Rapport qui a fait peu de vagues en Israël]
http://www.haaretz.com/hasen/spages/803269.html
Ha'aretz, 20 décembre 2006
Trad. : Gérard pour La Paix Maintenant
Il y a un mois, Ha'aretz publiait en première page un reportage
à sensation. Notre journaliste Nadav Shragaï y détaillait les résultats
d'un rapport de Shalom Arshav (1) qui montrait que près de 40%
des terres sur lesquelles sont établies les colonies de
Cisjordanie appartiennent à des personnes physiques
palestiniennes. Ce rapport se fondait sur des chiffres officiels,
auxquels Shalom Arshav a pu avoir accès.
Ha'aretz a été le seul média israélien à couvrir
convenablement ce rapport. Le quotidien Maariv en a publié un résumé
en page 6, la radio nationale l'a annoncé dans ses news de la
mi-journée, et l'information est restée sur les différents
sites des journaux pendant 24 heures environ. Les autres médias,
y compris Yediot Aharonot, les chaînes de télévision et la
radio de l'armée, l'ont totalement ignoré.
Les médias n'ont pas été les seuls à minimiser l'importance
des résultats de ce rapport et à éviter de discuter de ses
implications (sauf Ha'aretz, qui a publié plusieurs analyses).
Ceux qui ont été mis en cause par ce rapport ont également
adopté la tactique du profil bas. Le gouvernement n'a publié
aucune réaction officielle, l'Administration civile a simplement
déclaré, entre autres, que "une première lecture du
rapport montre qu'il souffre de graves inexactitudes", et le
Conseil représentatif des colons a prétendu que le rapport ne
contenait rien de nouveau, et que Shalom Arshav était prêt
à utiliser tous les moyens pour combattre la colonisation juive.
Contrairement au profil bas adopté par l'Etat et les médias israéliens,
le rapport a fait l'objet d'une grande attention à l'étranger.
Le New York Times en a fait sa une, d'autres grands journaux ont
fait de même, et Dror Etkes et Hagit Ofran, les auteurs de ce
rapport, ont été interviewés sur plusieurs chaînes de télévision
et de radio dans le monde entier. Ils estiment que leur rapport a
été couvert par plusieurs centaines de médias.
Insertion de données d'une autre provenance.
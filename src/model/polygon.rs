use serde::{Deserialize, Serialize};

use crate::error::GrowthError;

use super::UtilizationVector;

/// Geographic region of a biogeoclimatic zone.
#[derive(Debug, Clone, Copy, PartialEq, Eq, Hash, Serialize, Deserialize)]
pub enum Region {
    Coastal,
    Interior,
}

impl std::fmt::Display for Region {
    fn fmt(&self, f: &mut std::fmt::Formatter<'_>) -> std::fmt::Result {
        match self {
            Region::Coastal => write!(f, "Coastal"),
            Region::Interior => write!(f, "Interior"),
        }
    }
}

impl std::str::FromStr for Region {
    type Err = GrowthError;

    fn from_str(s: &str) -> Result<Self, Self::Err> {
        match s.to_lowercase().as_str() {
            "coastal" | "c" => Ok(Region::Coastal),
            "interior" | "i" => Ok(Region::Interior),
            _ => Err(GrowthError::StandValidation(format!(
                "Unknown region: '{s}'"
            ))),
        }
    }
}

/// Biogeoclimatic zone of a polygon.
#[derive(Debug, Clone, PartialEq, Serialize, Deserialize)]
pub struct BecZone {
    /// Zone alias, e.g. "IDF" or "CWH".
    pub alias: String,
    pub region: Region,
    /// Alias of the zone whose growth coefficients apply, when different.
    #[serde(default)]
    pub growth_alias: Option<String>,
}

impl BecZone {
    pub fn new(alias: impl Into<String>, region: Region) -> Self {
        Self {
            alias: alias.into(),
            region,
            growth_alias: None,
        }
    }

    /// The zone alias used to look up growth coefficients.
    pub fn growth_alias(&self) -> &str {
        self.growth_alias.as_deref().unwrap_or(&self.alias)
    }
}

/// One species row of a polygon layer, as supplied by input parsing.
///
/// Site attributes are optional; missing values are estimated by the pipeline.
/// Utilization vectors not supplied default to zero.
#[derive(Debug, Clone, Serialize, Deserialize)]
pub struct SpeciesInput {
    /// Genus code, e.g. "PL".
    pub genus: String,
    /// Percent of stand, 0-100.
    pub percent: f32,
    /// Genus of the first entry of the species distribution, when finer than
    /// the genus itself; used first when looking up a site curve.
    #[serde(default)]
    pub sub_genus: Option<String>,
    #[serde(default)]
    pub age_total: Option<f32>,
    #[serde(default)]
    pub years_to_breast_height: Option<f32>,
    #[serde(default)]
    pub site_index: Option<f32>,
    #[serde(default)]
    pub site_curve_number: Option<i32>,
    #[serde(default)]
    pub dominant_height: Option<f32>,
    pub basal_area: UtilizationVector,
    pub trees_per_hectare: UtilizationVector,
    pub lorey_height: UtilizationVector,
    #[serde(default)]
    pub quad_mean_diameter: Option<UtilizationVector>,
    #[serde(default)]
    pub whole_stem_volume: UtilizationVector,
    #[serde(default)]
    pub close_utilization_volume: UtilizationVector,
    #[serde(default)]
    pub close_utilization_volume_net_decay: UtilizationVector,
    #[serde(default)]
    pub close_utilization_volume_net_decay_waste: UtilizationVector,
    #[serde(default)]
    pub close_utilization_volume_net_decay_waste_breakage: UtilizationVector,
}

/// One polygon's primary-layer input, as supplied by input parsing.
#[derive(Debug, Clone, Serialize, Deserialize)]
pub struct PolygonDescriptor {
    pub id: String,
    /// Reference (measurement) year of the inventory.
    pub year: i32,
    pub bec: BecZone,
    /// Per-polygon grow-to year override.
    #[serde(default)]
    pub target_year: Option<i32>,
    pub species: Vec<SpeciesInput>,
    /// Basal area of a veteran layer above the primary layer, if any.
    #[serde(default)]
    pub veteran_basal_area: Option<f32>,
}

impl PolygonDescriptor {
    /// Validate that the polygon is structurally fit for processing.
    pub fn validate(&self) -> Result<(), GrowthError> {
        if self.year < 1900 {
            return Err(GrowthError::StandValidation(format!(
                "Polygon {}: year {} is < 1900",
                self.id, self.year
            )));
        }
        if self.species.is_empty() {
            return Err(GrowthError::StandValidation(format!(
                "Polygon {}: no species supplied",
                self.id
            )));
        }
        for sp in &self.species {
            if !(0.0..=100.0).contains(&sp.percent) {
                return Err(GrowthError::StandValidation(format!(
                    "Polygon {}: species {} percent {} out of range 0..=100",
                    self.id, sp.genus, sp.percent
                )));
            }
        }
        let percent_sum: f32 = self.species.iter().map(|s| s.percent).sum();
        if (percent_sum - 100.0).abs() > 0.01 {
            return Err(GrowthError::StandValidation(format!(
                "Polygon {}: species percentages sum to {percent_sum}, expected 100",
                self.id
            )));
        }
        Ok(())
    }
}

#[cfg(test)]
mod tests {
    use super::*;

    fn make_species(genus: &str, percent: f32) -> SpeciesInput {
        let mut ba = UtilizationVector::new();
        ba.set_all(10.0);
        let mut tph = UtilizationVector::new();
        tph.set_all(500.0);
        let mut hl = UtilizationVector::new();
        hl.set_all(20.0);
        SpeciesInput {
            genus: genus.to_string(),
            percent,
            sub_genus: None,
            age_total: Some(60.0),
            years_to_breast_height: Some(8.0),
            site_index: Some(18.0),
            site_curve_number: Some(12),
            dominant_height: None,
            basal_area: ba,
            trees_per_hectare: tph,
            lorey_height: hl,
            quad_mean_diameter: None,
            whole_stem_volume: UtilizationVector::new(),
            close_utilization_volume: UtilizationVector::new(),
            close_utilization_volume_net_decay: UtilizationVector::new(),
            close_utilization_volume_net_decay_waste: UtilizationVector::new(),
            close_utilization_volume_net_decay_waste_breakage: UtilizationVector::new(),
        }
    }

    fn make_polygon(species: Vec<SpeciesInput>) -> PolygonDescriptor {
        PolygonDescriptor {
            id: "TEST 01".to_string(),
            year: 2010,
            bec: BecZone::new("IDF", Region::Interior),
            target_year: None,
            species,
            veteran_basal_area: None,
        }
    }

    #[test]
    fn test_region_parse() {
        assert_eq!("coastal".parse::<Region>().unwrap(), Region::Coastal);
        assert_eq!("I".parse::<Region>().unwrap(), Region::Interior);
        assert!("north".parse::<Region>().is_err());
    }

    #[test]
    fn test_bec_growth_alias_defaults_to_alias() {
        let bec = BecZone::new("IDF", Region::Interior);
        assert_eq!(bec.growth_alias(), "IDF");
    }

    #[test]
    fn test_bec_growth_alias_override() {
        let mut bec = BecZone::new("BWBS", Region::Interior);
        bec.growth_alias = Some("SBS".to_string());
        assert_eq!(bec.growth_alias(), "SBS");
    }

    #[test]
    fn test_validate_ok() {
        let poly = make_polygon(vec![make_species("F", 60.0), make_species("PL", 40.0)]);
        assert!(poly.validate().is_ok());
    }

    #[test]
    fn test_validate_year_too_old() {
        let mut poly = make_polygon(vec![make_species("F", 100.0)]);
        poly.year = 1890;
        let err = poly.validate().unwrap_err();
        assert!(err.to_string().contains("1890"));
    }

    #[test]
    fn test_validate_no_species() {
        let poly = make_polygon(vec![]);
        assert!(poly.validate().is_err());
    }

    #[test]
    fn test_validate_percent_sum() {
        let poly = make_polygon(vec![make_species("F", 60.0), make_species("PL", 30.0)]);
        let err = poly.validate().unwrap_err();
        assert!(matches!(err, GrowthError::StandValidation(_)));
    }

    #[test]
    fn test_validate_percent_sum_within_tolerance() {
        let poly = make_polygon(vec![make_species("F", 60.005), make_species("PL", 40.0)]);
        assert!(poly.validate().is_ok());
    }

    #[test]
    fn test_validate_percent_out_of_range() {
        let poly = make_polygon(vec![make_species("F", 120.0), make_species("PL", -20.0)]);
        assert!(poly.validate().is_err());
    }

    #[test]
    fn test_descriptor_json_roundtrip() {
        let poly = make_polygon(vec![make_species("F", 100.0)]);
        let json = serde_json::to_string(&poly).unwrap();
        let back: PolygonDescriptor = serde_json::from_str(&json).unwrap();
        assert_eq!(back.id, poly.id);
        assert_eq!(back.species.len(), 1);
        assert_eq!(back.species[0].genus, "F");
    }
}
Dror Etkes a été aussi interviewé par la radio israélienne (Kol
Israel) en même temps que Benny Kashriel, maire de la colonie
de Maaleh Adoumim, mais uniquement parce que le correspondant de
cette radio à Washington, Yaron Dekel, avait fait état du bruit
qu'avait fait ce rapport aux Etats-Unis.
Plus intéressante que sa couverture par les médias israéliens
est l'impression qu'a produite ce rapport sur l'opinion publique
israélienne. Au lendemain de l'annonce modeste de ses résultats,
le rapport a totalement
disparu du débat public, sauf pour une déclaration du Conseil
des colons qui mettait en cause sa fiabilité. Les partis de
gauche n'en ont pas parlé, la Knesset n'a pas délibéré, la
presse ne s'en est pas occupée, le gouvernement l'a ignoré, et
personne n'a demandé au premier ministre ou aux ministres de la
justice et de la défense de s'expliquer.
Car ce que les enquêteurs de Shalom Arshav ont révélé, c'est
que des organismes d'Etat ont volé des terres à des Palestiniens
qui vivent en Cisjordanie. Le rapport montre que des organismes d'Etat
ont violé la loi, ignoré les décisions de la Cour suprême, et
se sont conduits de façon malhonnête et contraire à l'éthique.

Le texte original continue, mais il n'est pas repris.